[Saved data entries]
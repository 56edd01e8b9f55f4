//! Cross-fading testimonial rotator
//!
//! Shows one entry at a time. Switching fades the current entry out, swaps
//! the index once the fade has run, then fades the new entry in.

use glide_animation::{TimerId, TimerQueue};
use tracing::debug;

/// Default fade-out duration before the active entry changes
pub const DEFAULT_FADE_MS: u64 = 300;

/// Single-entry rotator over `len` entries
#[derive(Debug)]
pub struct FadeRotator {
    len: usize,
    active: usize,
    visible: bool,
    fade_ms: u64,
    timers: TimerQueue<usize>,
    pending: Option<(TimerId, usize)>,
}

impl FadeRotator {
    pub fn new(len: usize) -> Self {
        Self::with_fade(len, DEFAULT_FADE_MS)
    }

    pub fn with_fade(len: usize, fade_ms: u64) -> Self {
        Self {
            len,
            active: 0,
            visible: true,
            fade_ms,
            timers: TimerQueue::new(),
            pending: None,
        }
    }

    pub fn len(&self) -> usize {
        self.len
    }

    pub fn is_empty(&self) -> bool {
        self.len == 0
    }

    /// Index of the entry currently on screen
    pub fn active(&self) -> usize {
        self.active
    }

    /// False while fading out
    pub fn is_visible(&self) -> bool {
        self.visible
    }

    /// Entry that will be active once the pending fade finishes
    pub fn pending_target(&self) -> Option<usize> {
        self.pending.map(|(_, index)| index)
    }

    /// Fade to entry `index` from time `now_ms`; a newer call replaces a
    /// pending one
    pub fn go_to(&mut self, index: usize, now_ms: u64) {
        if self.len == 0 || index >= self.len {
            return;
        }
        if let Some((id, _)) = self.pending.take() {
            self.timers.cancel(id);
        }
        self.visible = false;
        let id = self.timers.schedule_at(now_ms, self.fade_ms, index);
        self.pending = Some((id, index));
    }

    pub fn next(&mut self, now_ms: u64) {
        if self.len == 0 {
            return;
        }
        self.go_to((self.active + 1) % self.len, now_ms);
    }

    pub fn previous(&mut self, now_ms: u64) {
        if self.len == 0 {
            return;
        }
        self.go_to((self.active + self.len - 1) % self.len, now_ms);
    }

    /// Fire the fade timer if it is due at `now_ms`
    pub fn advance(&mut self, now_ms: u64) {
        for (id, index) in self.timers.advance(now_ms) {
            if self.pending.is_some_and(|(pending, _)| pending == id) {
                self.pending = None;
            }
            debug!(from = self.active, to = index, "testimonial fade");
            self.active = index;
            self.visible = true;
        }
    }
}

#[cfg(test)]
mod tests {
    use super::*;

    #[test]
    fn test_go_to_hides_then_swaps() {
        let mut rotator = FadeRotator::new(4);
        rotator.go_to(2, 0);
        assert!(!rotator.is_visible());
        assert_eq!(rotator.active(), 0);

        rotator.advance(299);
        assert!(!rotator.is_visible());

        rotator.advance(300);
        assert!(rotator.is_visible());
        assert_eq!(rotator.active(), 2);
    }

    #[test]
    fn test_next_and_previous_wrap() {
        let mut rotator = FadeRotator::new(3);
        rotator.previous(0);
        rotator.advance(300);
        assert_eq!(rotator.active(), 2);

        rotator.next(300);
        rotator.advance(600);
        assert_eq!(rotator.active(), 0);
    }

    #[test]
    fn test_newer_go_to_replaces_pending() {
        let mut rotator = FadeRotator::new(5);
        rotator.go_to(1, 0);
        rotator.advance(100);
        rotator.go_to(3, 100);
        rotator.advance(300);
        // The first fade was cancelled
        assert_eq!(rotator.active(), 0);
        rotator.advance(400);
        assert_eq!(rotator.active(), 3);
    }

    #[test]
    fn test_rapid_next_steps_from_active_entry() {
        let mut rotator = FadeRotator::new(5);
        rotator.next(0);
        rotator.next(0);
        assert_eq!(rotator.pending_target(), Some(1));
        rotator.advance(300);
        assert_eq!(rotator.active(), 1);
        assert_eq!(rotator.pending_target(), None);
    }

    #[test]
    fn test_fade_counts_from_switch_after_idle() {
        let mut rotator = FadeRotator::new(3);
        rotator.go_to(1, 8_000);
        rotator.advance(8_016);
        assert!(!rotator.is_visible());
        assert_eq!(rotator.active(), 0);
        rotator.advance(8_300);
        assert_eq!(rotator.active(), 1);
    }

    #[test]
    fn test_empty_rotator_is_inert() {
        let mut rotator = FadeRotator::new(0);
        rotator.next(0);
        rotator.previous(0);
        rotator.go_to(0, 0);
        rotator.advance(1_000);
        assert_eq!(rotator.active(), 0);
        assert!(rotator.is_visible());
    }

    #[test]
    fn test_out_of_range_go_to_is_ignored() {
        let mut rotator = FadeRotator::with_fade(2, 50);
        rotator.go_to(7, 0);
        assert!(rotator.is_visible());
        assert_eq!(rotator.pending_target(), None);
    }
}
//! Strip geometry
//!
//! A horizontally laid out strip of equally sized cards is described by the
//! width of one card and the gap between neighbours. Geometry is read from the
//! rendered strip whenever an operation needs it rather than cached across
//! layouts.

/// Card width and inter-card gap measured from a rendered strip
#[derive(Debug, Clone, Copy, PartialEq)]
pub struct CardMetrics {
    /// Width of a single card in pixels
    pub card_width: f32,
    /// Gap between two neighbouring cards in pixels
    pub gap: f32,
}

impl CardMetrics {
    pub fn new(card_width: f32, gap: f32) -> Self {
        Self { card_width, gap }
    }

    /// Distance between the leading edges of two neighbouring cards
    pub fn step(&self) -> f32 {
        self.card_width + self.gap
    }

    /// Whether position math is possible with these metrics
    ///
    /// A zero-width card (nothing rendered yet) or non-finite values are not
    /// measurable.
    pub fn is_measurable(&self) -> bool {
        self.card_width.is_finite()
            && self.gap.is_finite()
            && self.card_width > 0.0
            && self.gap >= 0.0
    }

    /// `Some(self)` if measurable
    pub fn measured(self) -> Option<Self> {
        self.is_measurable().then_some(self)
    }

    /// Scroll offset that aligns `slot` with the strip's leading edge
    pub fn offset_of(&self, slot: usize) -> f32 {
        slot as f32 * self.step()
    }

    /// Nearest slot to a scroll offset (may be negative or past the end)
    pub fn nearest_slot(&self, offset: f32) -> i64 {
        (offset / self.step()).round() as i64
    }
}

**What to produce:** Each of the records is to be written out again exactly.

**Exercise response:**
repository 56edd01e8b9f55f4
//! Cross-fading testimonial rotator
//!
//! Shows one entry at a time. Switching fades the current entry out, swaps
//! the index once the fade has run, then fades the new entry in.

use glide_animation::{TimerId, TimerQueue};
use tracing::debug;

/// Default fade-out duration before the active entry changes
pub const DEFAULT_FADE_MS: u64 = 300;

/// Single-entry rotator over `len` entries
#[derive(Debug)]
pub struct FadeRotator {
    len: usize,
    active: usize,
    visible: bool,
    fade_ms: u64,
    timers: TimerQueue<usize>,
    pending: Option<(TimerId, usize)>,
}

impl FadeRotator {
    pub fn new(len: usize) -> Self {
        Self::with_fade(len, DEFAULT_FADE_MS)
    }

    pub fn with_fade(len: usize, fade_ms: u64) -> Self {
        Self {
            len,
            active: 0,
            visible: true,
            fade_ms,
            timers: TimerQueue::new(),
            pending: None,
        }
    }

    pub fn len(&self) -> usize {
        self.len
    }

    pub fn is_empty(&self) -> bool {
        self.len == 0
    }

    /// Index of the entry currently on screen
    pub fn active(&self) -> usize {
        self.active
    }

    /// False while fading out
    pub fn is_visible(&self) -> bool {
        self.visible
    }

    /// Entry that will be active once the pending fade finishes
    pub fn pending_target(&self) -> Option<usize> {
        self.pending.map(|(_, index)| index)
    }

    /// Fade to entry `index` from time `now_ms`; a newer call replaces a
    /// pending one
    pub fn go_to(&mut self, index: usize, now_ms: u64) {
        if self.len == 0 || index >= self.len {
            return;
        }
        if let Some((id, _)) = self.pending.take() {
            self.timers.cancel(id);
        }
        self.visible = false;
        let id = self.timers.schedule_at(now_ms, self.fade_ms, index);
        self.pending = Some((id, index));
    }

    pub fn next(&mut self, now_ms: u64) {
        if self.len == 0 {
            return;
        }
        self.go_to((self.active + 1) % self.len, now_ms);
    }

    pub fn previous(&mut self, now_ms: u64) {
        if self.len == 0 {
            return;
        }
        self.go_to((self.active + self.len - 1) % self.len, now_ms);
    }

    /// Fire the fade timer if it is due at `now_ms`
    pub fn advance(&mut self, now_ms: u64) {
        for (id, index) in self.timers.advance(now_ms) {
            if self.pending.is_some_and(|(pending, _)| pending == id) {
                self.pending = None;
            }
            debug!(from = self.active, to = index, "testimonial fade");
            self.active = index;
            self.visible = true;
        }
    }
}

#[cfg(test)]
mod tests {
    use super::*;

    #[test]
    fn test_go_to_hides_then_swaps() {
        let mut rotator = FadeRotator::new(4);
        rotator.go_to(2, 0);
        assert!(!rotator.is_visible());
        assert_eq!(rotator.active(), 0);

        rotator.advance(299);
        assert!(!rotator.is_visible());

        rotator.advance(300);
        assert!(rotator.is_visible());
        assert_eq!(rotator.active(), 2);
    }

    #[test]
    fn test_next_and_previous_wrap() {
        let mut rotator = FadeRotator::new(3);
        rotator.previous(0);
        rotator.advance(300);
        assert_eq!(rotator.active(), 2);

        rotator.next(300);
        rotator.advance(600);
        assert_eq!(rotator.active(), 0);
    }

    #[test]
    fn test_newer_go_to_replaces_pending() {
        let mut rotator = FadeRotator::new(5);
        rotator.go_to(1, 0);
        rotator.advance(100);
        rotator.go_to(3, 100);
        rotator.advance(300);
        // The first fade was cancelled
        assert_eq!(rotator.active(), 0);
        rotator.advance(400);
        assert_eq!(rotator.active(), 3);
    }

    #[test]
    fn test_rapid_next_steps_from_active_entry() {
        let mut rotator = FadeRotator::new(5);
        rotator.next(0);
        rotator.next(0);
        assert_eq!(rotator.pending_target(), Some(1));
        rotator.advance(300);
        assert_eq!(rotator.active(), 1);
        assert_eq!(rotator.pending_target(), None);
    }

    #[test]
    fn test_fade_counts_from_switch_after_idle() {
        let mut rotator = FadeRotator::new(3);
        rotator.go_to(1, 8_000);
        rotator.advance(8_016);
        assert!(!rotator.is_visible());
        assert_eq!(rotator.active(), 0);
        rotator.advance(8_300);
        assert_eq!(rotator.active(), 1);
    }

    #[test]
    fn test_empty_rotator_is_inert() {
        let mut rotator = FadeRotator::new(0);
        rotator.next(0);
        rotator.previous(0);
        rotator.go_to(0, 0);
        rotator.advance(1_000);
        assert_eq!(rotator.active(), 0);
        assert!(rotator.is_visible());
    }

    #[test]
    fn test_out_of_range_go_to_is_ignored() {
        let mut rotator = FadeRotator::with_fade(2, 50);
        rotator.go_to(7, 0);
        assert!(rotator.is_visible());
        assert_eq!(rotator.pending_target(), None);
    }
}
//! Strip geometry
//!
//! A horizontally laid out strip of equally sized cards is described by the
//! width of one card and the gap between neighbours. Geometry is read from the
//! rendered strip whenever an operation needs it rather than cached across
//! layouts.

/// Card width and inter-card gap measured from a rendered strip
#[derive(Debug, Clone, Copy, PartialEq)]
pub struct CardMetrics {
    /// Width of a single card in pixels
    pub card_width: f32,
    /// Gap between two neighbouring cards in pixels
    pub gap: f32,
}

impl CardMetrics {
    pub fn new(card_width: f32, gap: f32) -> Self {
        Self { card_width, gap }
    }

    /// Distance between the leading edges of two neighbouring cards
    pub fn step(&self) -> f32 {
        self.card_width + self.gap
    }

    /// Whether position math is possible with these metrics
    ///
    /// A zero-width card (nothing rendered yet) or non-finite values are not
    /// measurable.
    pub fn is_measurable(&self) -> bool {
        self.card_width.is_finite()
            && self.gap.is_finite()
            && self.card_width > 0.0
            && self.gap >= 0.0
    }

    /// `Some(self)` if measurable
    pub fn measured(self) -> Option<Self> {
        self.is_measurable().then_some(self)
    }

    /// Scroll offset that aligns `slot` with the strip's leading edge
    pub fn offset_of(&self, slot: usize) -> f32 {
        slot as f32 * self.step()
    }

    /// Nearest slot to a scroll offset (may be negative or past the end)
    pub fn nearest_slot(&self, offset: f32) -> i64 {
        (offset / self.step()).round() as i64
    }
}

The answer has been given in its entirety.